## Data section
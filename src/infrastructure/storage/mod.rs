//! Storage infrastructure - backend selection, connection pooling and migrations

mod factory;
pub mod migrations;
mod postgres;

pub use factory::StorageType;
pub use migrations::{run_storage_migrations, Migration, Migrator, PostgresMigrator};
pub use postgres::PostgresConfig;
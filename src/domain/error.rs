use thiserror::Error;

/// Core domain errors
#[derive(Debug, Error)]
pub enum DomainError {
    #[error("Not found: {message}")]
    NotFound { message: String },

    #[error("Validation error: {message}")]
    Validation { message: String },

    #[error("Configuration error: {message}")]
    Configuration { message: String },

    #[error("Conflict: {message}")]
    Conflict { message: String },

    #[error("Internal error: {message}")]
    Internal { message: String },

    #[error("Storage error: {message}")]
    Storage { message: String },
}

impl DomainError {
    pub fn not_found(message: impl Into<String>) -> Self {
        Self::NotFound {
            message: message.into(),
        }
    }

    pub fn conflict(message: impl Into<String>) -> Self {
        Self::Conflict {
            message: message.into(),
        }
    }

    pub fn validation(message: impl Into<String>) -> Self {
        Self::Validation {
            message: message.into(),
        }
    }

    pub fn configuration(message: impl Into<String>) -> Self {
        Self::Configuration {
            message: message.into(),
        }
    }

    pub fn internal(message: impl Into<String>) -> Self {
        Self::Internal {
            message: message.into(),
        }
    }

    pub fn storage(message: impl Into<String>) -> Self {
        Self::Storage {
            message: message.into(),
        }
    }
}
//! Account entity and related types

use std::cmp::Ordering;

use chrono::{DateTime, Utc};
use serde::{Deserialize, Serialize};
use uuid::Uuid;

use crate::domain::utils::{bool_label, normalize_username};

/// Prefix marking a password hash that can never verify
pub const UNUSABLE_PASSWORD_PREFIX: &str = "!";

/// Account identifier
#[derive(Debug, Clone, Copy, PartialEq, Eq, Hash, Serialize, Deserialize)]
#[serde(transparent)]
pub struct AccountId(Uuid);

impl AccountId {
    /// Generate a new random identifier
    pub fn generate() -> Self {
        Self(Uuid::new_v4())
    }

    pub fn from_uuid(id: Uuid) -> Self {
        Self(id)
    }

    pub fn as_uuid(&self) -> &Uuid {
        &self.0
    }
}

impl std::fmt::Display for AccountId {
    fn fmt(&self, f: &mut std::fmt::Formatter<'_>) -> std::fmt::Result {
        write!(f, "{}", self.0)
    }
}

/// Resolved permission and status flags of an account
#[derive(Debug, Clone, Copy, PartialEq, Eq, Serialize, Deserialize)]
pub struct AccountFlags {
    /// Grants access to the admin site
    pub is_staff: bool,
    /// Grants unrestricted access to everything
    pub is_superuser: bool,
    /// Grants login access
    pub is_active: bool,
    /// Is old enough to use the app
    pub is_of_age: bool,
}

impl Default for AccountFlags {
    fn default() -> Self {
        Self {
            is_staff: false,
            is_superuser: false,
            is_active: true,
            is_of_age: false,
        }
    }
}

/// Optional flag overrides passed to the account manager
///
/// A `None` field falls back to the default of whichever creation path is used.
#[derive(Debug, Clone, Copy, Default, PartialEq, Eq, Deserialize)]
pub struct ExtraFields {
    pub is_staff: Option<bool>,
    pub is_superuser: Option<bool>,
    pub is_active: Option<bool>,
    pub is_of_age: Option<bool>,
}

impl ExtraFields {
    pub fn staff() -> Self {
        Self {
            is_staff: Some(true),
            ..Self::default()
        }
    }

    /// Fill unset fields from `defaults`
    pub fn resolve(&self, defaults: AccountFlags) -> AccountFlags {
        AccountFlags {
            is_staff: self.is_staff.unwrap_or(defaults.is_staff),
            is_superuser: self.is_superuser.unwrap_or(defaults.is_superuser),
            is_active: self.is_active.unwrap_or(defaults.is_active),
            is_of_age: self.is_of_age.unwrap_or(defaults.is_of_age),
        }
    }
}

/// User account used for authentication
///
/// Be careful granting `is_staff` or `is_superuser`: those accounts can make
/// irrevocable changes.
#[derive(Debug, Clone, Serialize, Deserialize)]
pub struct Account {
    id: AccountId,
    /// Unique, normalized login name
    username: String,
    /// Argon2 password hash - never exposed in serialization
    #[serde(skip_serializing, default)]
    password_hash: String,
    is_staff: bool,
    is_superuser: bool,
    is_active: bool,
    is_of_age: bool,
    /// When the account was added to the site
    date_joined: DateTime<Utc>,
    #[serde(skip_serializing_if = "Option::is_none")]
    last_login: Option<DateTime<Utc>>,
}

impl Account {
    /// Create a new account joined now
    pub fn new(
        username: impl Into<String>,
        password_hash: impl Into<String>,
        flags: AccountFlags,
    ) -> Self {
        Self {
            id: AccountId::generate(),
            username: username.into(),
            password_hash: password_hash.into(),
            is_staff: flags.is_staff,
            is_superuser: flags.is_superuser,
            is_active: flags.is_active,
            is_of_age: flags.is_of_age,
            date_joined: Utc::now(),
            last_login: None,
        }
    }

    /// Rebuild an account from persisted state
    pub fn restore(
        id: AccountId,
        username: impl Into<String>,
        password_hash: impl Into<String>,
        flags: AccountFlags,
        date_joined: DateTime<Utc>,
        last_login: Option<DateTime<Utc>>,
    ) -> Self {
        Self {
            id,
            username: username.into(),
            password_hash: password_hash.into(),
            is_staff: flags.is_staff,
            is_superuser: flags.is_superuser,
            is_active: flags.is_active,
            is_of_age: flags.is_of_age,
            date_joined,
            last_login,
        }
    }

    // Getters

    pub fn id(&self) -> &AccountId {
        &self.id
    }

    pub fn username(&self) -> &str {
        &self.username
    }

    pub fn password_hash(&self) -> &str {
        &self.password_hash
    }

    pub fn is_staff(&self) -> bool {
        self.is_staff
    }

    pub fn is_superuser(&self) -> bool {
        self.is_superuser
    }

    pub fn is_active(&self) -> bool {
        self.is_active
    }

    pub fn is_of_age(&self) -> bool {
        self.is_of_age
    }

    pub fn flags(&self) -> AccountFlags {
        AccountFlags {
            is_staff: self.is_staff,
            is_superuser: self.is_superuser,
            is_active: self.is_active,
            is_of_age: self.is_of_age,
        }
    }

    pub fn date_joined(&self) -> DateTime<Utc> {
        self.date_joined
    }

    pub fn last_login(&self) -> Option<DateTime<Utc>> {
        self.last_login
    }

    /// The account status as `"active"` or `"inactive"`
    pub fn status(&self) -> &'static str {
        bool_label(self.is_active)
    }

    /// URL slug for the account
    pub fn slug(&self) -> &str {
        &self.username
    }

    /// Path of the account detail page
    pub fn absolute_url(&self) -> String {
        format!("/accounts/{}/", self.slug())
    }

    /// Whether the stored hash can ever verify a password
    pub fn has_usable_password(&self) -> bool {
        !self.password_hash.is_empty() && !self.password_hash.starts_with(UNUSABLE_PASSWORD_PREFIX)
    }

    // Mutators

    /// Normalize the username; run before every save
    pub fn normalize(&mut self) {
        self.username = normalize_username(&self.username);
    }

    pub fn set_password_hash(&mut self, password_hash: impl Into<String>) {
        self.password_hash = password_hash.into();
    }

    /// Replace the hash with a marker that never verifies
    pub fn set_unusable_password(&mut self) {
        self.password_hash = format!("{}{}", UNUSABLE_PASSWORD_PREFIX, Uuid::new_v4().simple());
    }

    pub fn set_active(&mut self, active: bool) {
        self.is_active = active;
    }

    pub fn set_of_age(&mut self, of_age: bool) {
        self.is_of_age = of_age;
    }

    /// Record a login
    pub fn record_login(&mut self) {
        self.last_login = Some(Utc::now());
    }

    /// Default ordering: `date_joined`, then `is_active`
    pub fn ordering(a: &Account, b: &Account) -> Ordering {
        a.date_joined
            .cmp(&b.date_joined)
            .then(a.is_active.cmp(&b.is_active))
    }
}

impl std::fmt::Display for Account {
    fn fmt(&self, f: &mut std::fmt::Formatter<'_>) -> std::fmt::Result {
        write!(f, "{}", self.username)
    }
}

#[cfg(test)]
mod tests {
    use super::*;
    use chrono::Duration;

    fn create_test_account(username: &str) -> Account {
        Account::new(username, "hashed_password", AccountFlags::default())
    }

    #[test]
    fn test_account_defaults() {
        let account = create_test_account("normie");

        assert_eq!(account.username(), "normie");
        assert!(!account.is_staff());
        assert!(!account.is_superuser());
        assert!(account.is_active());
        assert!(!account.is_of_age());
        assert!(account.last_login().is_none());
        assert!(account.date_joined() <= Utc::now());
    }

    #[test]
    fn test_account_display_and_slug() {
        let account = create_test_account("normie");

        assert_eq!(account.to_string(), "normie");
        assert_eq!(account.slug(), "normie");
        assert_eq!(account.absolute_url(), "/accounts/normie/");
    }

    #[test]
    fn test_account_status() {
        let mut account = create_test_account("normie");
        assert_eq!(account.status(), "active");

        account.set_active(false);
        assert_eq!(account.status(), "inactive");
    }

    #[test]
    fn test_normalize() {
        let mut account = create_test_account("  Some User ");
        account.normalize();
        assert_eq!(account.username(), "some_user");
    }

    #[test]
    fn test_usable_password() {
        let mut account = create_test_account("normie");
        assert!(account.has_usable_password());

        account.set_unusable_password();
        assert!(!account.has_usable_password());
        assert!(account.password_hash().starts_with(UNUSABLE_PASSWORD_PREFIX));

        account.set_password_hash("");
        assert!(!account.has_usable_password());
    }

    #[test]
    fn test_extra_fields_resolve() {
        let flags = ExtraFields::staff().resolve(AccountFlags::default());

        assert!(flags.is_staff);
        assert!(!flags.is_superuser);
        assert!(flags.is_active);
        assert!(!flags.is_of_age);

        let overridden = ExtraFields {
            is_active: Some(false),
            ..ExtraFields::default()
        }
        .resolve(AccountFlags::default());
        assert!(!overridden.is_active);
    }

    #[test]
    fn test_record_login() {
        let mut account = create_test_account("normie");
        account.record_login();
        assert!(account.last_login().is_some());
    }

    #[test]
    fn test_ordering() {
        let now = Utc::now();
        let older = Account::restore(
            AccountId::generate(),
            "older",
            "hash",
            AccountFlags::default(),
            now - Duration::days(1),
            None,
        );
        let newer = Account::restore(
            AccountId::generate(),
            "newer",
            "hash",
            AccountFlags::default(),
            now,
            None,
        );

        let mut accounts = vec![newer, older];
        accounts.sort_by(Account::ordering);

        assert_eq!(accounts[0].username(), "older");
        assert_eq!(accounts[1].username(), "newer");
    }

    #[test]
    fn test_serialization_excludes_password() {
        let account = create_test_account("normie");

        let json = serde_json::to_string(&account).unwrap();
        assert!(!json.contains("hashed_password"));
        assert!(!json.contains("password_hash"));
        assert!(json.contains("\"username\":\"normie\""));
    }
}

## Task directions
Would you please reproduce the records above exactly, only from their first line through the line holding "Core domain errors", with both ends included?

## Expected answer
filename src/infrastructure/storage/mod.rs
//! Storage infrastructure - backend selection, connection pooling and migrations

mod factory;
pub mod migrations;
mod postgres;

pub use factory::StorageType;
pub use migrations::{run_storage_migrations, Migration, Migrator, PostgresMigrator};
pub use postgres::PostgresConfig;
filename src/domain/error.rs
use thiserror::Error;

/// Core domain errors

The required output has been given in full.